We do not force treatment on people with medical problems, even if their reasoning for rejecting treatment is illogical. Treating mental disorders is even more of an ethical quagmire, mainly because we do not understand many of the disorders completely. As discussed in Chapter 14, the neural underpinnings of depression, bipolar disorder, and schizophrenia are still being studied. Diagnoses are based on behaviors, not on blood tests, and those behaviors may have different origins and be open to various interpretations. In addition, a minority of both psychologists and psychiatrists do not agree that many mental disorders have biological bases; instead, they explain them as emotional reactions to negative life circumstances, stress, or acute trauma. Until research can prove direct causation of mental disorders by biologic processes and can uncover the mechanisms that cause and can treat them, these practitioners believe any involuntary treatments violate an individual’s right of self-determination.

Safety is also an ethical issue. Even if a diagnosis is agreed upon, treatments vary in side effects, costs, and effectiveness. When a person is treated involuntarily, who should determine what treatments to use—the family (if there is one), the physician, the community, the government? The optimal treatment as seen by the community or government may be the most cost-effective one, whereas the optimal treatment for the individual may not be. Ethicists also worry that if individuals are threatened with involuntary treatment, they will less likely seek treatment when they need it or may be reluctant to continue it once they have started.

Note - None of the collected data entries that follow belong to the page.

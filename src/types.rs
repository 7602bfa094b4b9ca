use crate::consts::{DMX_MAX_ADDRESS, DMX_MIN_ADDRESS, MAX_DISCOVERED_DEVICES};
use modular_bitfield::bitfield;
use modular_bitfield::prelude::{B7, B9};

/// Raised when a value can't be used as a dmx address.
#[derive(Debug, Copy, Clone, Eq, PartialEq)]
#[cfg_attr(feature = "defmt", derive(defmt::Format))]
pub struct AddressOutOfRange(pub u16);

impl core::fmt::Display for AddressOutOfRange {
    fn fmt(&self, f: &mut core::fmt::Formatter<'_>) -> core::fmt::Result {
        write!(
            f,
            "address {} is outside of {}..={}",
            self.0, DMX_MIN_ADDRESS, DMX_MAX_ADDRESS
        )
    }
}

#[cfg(feature = "std")]
impl std::error::Error for AddressOutOfRange {}

/// A dmx slot address. Always between 1 and 512.
#[derive(Debug, Copy, Clone, Eq, PartialEq, Ord, PartialOrd, Hash)]
#[cfg_attr(feature = "defmt", derive(defmt::Format))]
pub struct DmxAddress(u16);

impl DmxAddress {
    pub const MIN: DmxAddress = DmxAddress(DMX_MIN_ADDRESS);
    pub const MAX: DmxAddress = DmxAddress(DMX_MAX_ADDRESS);

    pub fn new(address: u16) -> Result<Self, AddressOutOfRange> {
        if !(DMX_MIN_ADDRESS..=DMX_MAX_ADDRESS).contains(&address) {
            return Err(AddressOutOfRange(address));
        }

        Ok(Self(address))
    }

    pub fn as_u16(&self) -> u16 {
        self.0
    }

    /// Position of the slot inside a frame without start code.
    pub fn slot_index(&self) -> usize {
        self.0 as usize - 1
    }
}

impl TryFrom<u16> for DmxAddress {
    type Error = AddressOutOfRange;

    fn try_from(address: u16) -> Result<Self, Self::Error> {
        Self::new(address)
    }
}

impl From<DmxAddress> for u16 {
    fn from(value: DmxAddress) -> Self {
        value.0
    }
}

impl core::fmt::Display for DmxAddress {
    fn fmt(&self, f: &mut core::fmt::Formatter<'_>) -> core::fmt::Result {
        write!(f, "{}", self.0)
    }
}

/// Addresses found by a discovery run in the order they were found.
pub type DiscoveredDevices = heapless::Vec<DmxAddress, MAX_DISCOVERED_DEVICES>;

/// Port word of the 9 pin address dip switch. The switches pull to ground, so a closed
/// switch reads as 0.
#[bitfield]
struct AddressSwitchPort {
    inverted_address: B9,
    #[skip]
    reserved: B7,
}

/// Decodes the raw, active low switch word into the 1-based device address.
pub fn decode_address_switch(raw: u16) -> DmxAddress {
    let port = AddressSwitchPort::from_bytes(raw.to_le_bytes());
    let address = (!port.inverted_address() & 0x01FF) + 1;

    // 9 bit value + 1 can't leave 1..=512
    DmxAddress(address)
}

/// The raw switch word that selects `address`. Bits above the switch read as 0.
pub fn encode_address_switch(address: DmxAddress) -> u16 {
    let inverted_address = !(address.as_u16() - 1) & 0x01FF;
    let port = AddressSwitchPort::new().with_inverted_address(inverted_address);

    u16::from_le_bytes(port.into_bytes())
}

Studies done from the ethical standpoint of fairness and justice suggest a different treatment modality. A sense of fairness and “being heard” can matter almost as much as treatment pressures. Therefore, any treatment must respect the person with the disorder and treat the person fairly. One such treatment that has proved highly effective and has markedly decreased rehospitalizations involves offering patients a contract in which they receive a small amount of money or gift certificates for treatment compliance. This cognitive-behavioral technique, in which positive or healthy behavior is reliably and clearly rewarded, may be perceived as coercion or as exploitation of poor patients. However, the majority of patients do not consider the practice coercive and understand that, unlike involuntary treatment, they can turn it down.

For this discussion, please answer the following questions.

  1. What would you do if your sibling or parent, for example, was experiencing psychotic episodes but was unaware of having a disorder and refused medical evaluation or treatment?

  2. Would you consider it ethical to respect your relative’s autonomy and do nothing, or would you force him or her to go for treatment?